* YOUR OBJECTIVE
Identify all lines in the data containing the string "ScrollArea". Copy them out.

* PROVIDED INFORMATION
☆ ☆ ☆

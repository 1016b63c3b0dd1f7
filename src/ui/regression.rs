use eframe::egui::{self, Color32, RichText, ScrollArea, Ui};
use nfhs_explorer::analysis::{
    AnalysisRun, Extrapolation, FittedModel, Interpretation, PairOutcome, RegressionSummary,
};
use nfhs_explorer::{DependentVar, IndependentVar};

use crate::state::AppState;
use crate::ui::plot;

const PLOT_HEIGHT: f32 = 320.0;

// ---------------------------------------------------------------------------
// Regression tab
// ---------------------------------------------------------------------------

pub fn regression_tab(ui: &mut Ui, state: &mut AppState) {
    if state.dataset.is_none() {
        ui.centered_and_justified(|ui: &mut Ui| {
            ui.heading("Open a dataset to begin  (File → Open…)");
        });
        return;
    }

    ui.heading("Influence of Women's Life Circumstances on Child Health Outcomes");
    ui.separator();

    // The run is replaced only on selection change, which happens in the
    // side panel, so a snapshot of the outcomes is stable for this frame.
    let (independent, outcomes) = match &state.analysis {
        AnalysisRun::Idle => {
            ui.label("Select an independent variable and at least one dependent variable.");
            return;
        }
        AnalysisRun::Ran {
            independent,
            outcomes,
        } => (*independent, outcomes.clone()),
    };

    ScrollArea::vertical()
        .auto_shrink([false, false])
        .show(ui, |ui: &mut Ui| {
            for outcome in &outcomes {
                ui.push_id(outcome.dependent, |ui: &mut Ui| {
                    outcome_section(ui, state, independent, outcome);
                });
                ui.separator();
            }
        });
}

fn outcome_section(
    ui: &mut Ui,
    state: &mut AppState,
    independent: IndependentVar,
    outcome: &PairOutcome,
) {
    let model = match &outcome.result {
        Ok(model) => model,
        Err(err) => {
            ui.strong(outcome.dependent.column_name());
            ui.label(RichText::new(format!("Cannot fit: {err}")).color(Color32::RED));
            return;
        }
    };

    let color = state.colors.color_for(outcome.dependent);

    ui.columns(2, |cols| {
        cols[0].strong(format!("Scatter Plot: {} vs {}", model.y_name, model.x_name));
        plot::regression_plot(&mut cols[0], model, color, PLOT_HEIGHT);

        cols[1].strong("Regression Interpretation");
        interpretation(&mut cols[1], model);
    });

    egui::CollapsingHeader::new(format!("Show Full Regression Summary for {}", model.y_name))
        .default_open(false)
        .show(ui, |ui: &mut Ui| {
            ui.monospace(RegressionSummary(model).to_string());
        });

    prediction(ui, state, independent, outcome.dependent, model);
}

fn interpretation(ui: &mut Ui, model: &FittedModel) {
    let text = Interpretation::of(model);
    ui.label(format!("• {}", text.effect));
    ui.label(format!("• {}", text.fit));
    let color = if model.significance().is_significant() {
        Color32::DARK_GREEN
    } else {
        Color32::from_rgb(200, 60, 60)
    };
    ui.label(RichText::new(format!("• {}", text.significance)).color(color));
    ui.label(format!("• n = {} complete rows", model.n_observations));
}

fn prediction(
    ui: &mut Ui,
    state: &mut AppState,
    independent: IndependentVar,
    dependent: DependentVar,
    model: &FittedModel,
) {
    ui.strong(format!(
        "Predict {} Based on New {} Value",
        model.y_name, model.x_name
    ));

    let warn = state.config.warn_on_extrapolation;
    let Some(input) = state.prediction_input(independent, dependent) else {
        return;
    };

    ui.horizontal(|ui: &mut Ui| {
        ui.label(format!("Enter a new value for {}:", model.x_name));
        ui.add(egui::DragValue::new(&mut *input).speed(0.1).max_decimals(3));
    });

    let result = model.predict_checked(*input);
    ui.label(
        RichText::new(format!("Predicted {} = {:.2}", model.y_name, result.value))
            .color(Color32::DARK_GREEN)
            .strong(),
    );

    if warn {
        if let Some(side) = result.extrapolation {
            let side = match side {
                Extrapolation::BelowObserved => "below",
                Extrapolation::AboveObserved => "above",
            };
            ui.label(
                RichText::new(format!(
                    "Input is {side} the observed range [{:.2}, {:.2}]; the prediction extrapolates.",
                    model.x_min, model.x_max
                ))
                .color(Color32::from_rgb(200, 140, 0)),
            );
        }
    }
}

☆ ☆ ☆

* ANSWER TO THIS PROBLEM
use eframe::egui::{self, Color32, RichText, ScrollArea, Ui};
    ScrollArea::vertical()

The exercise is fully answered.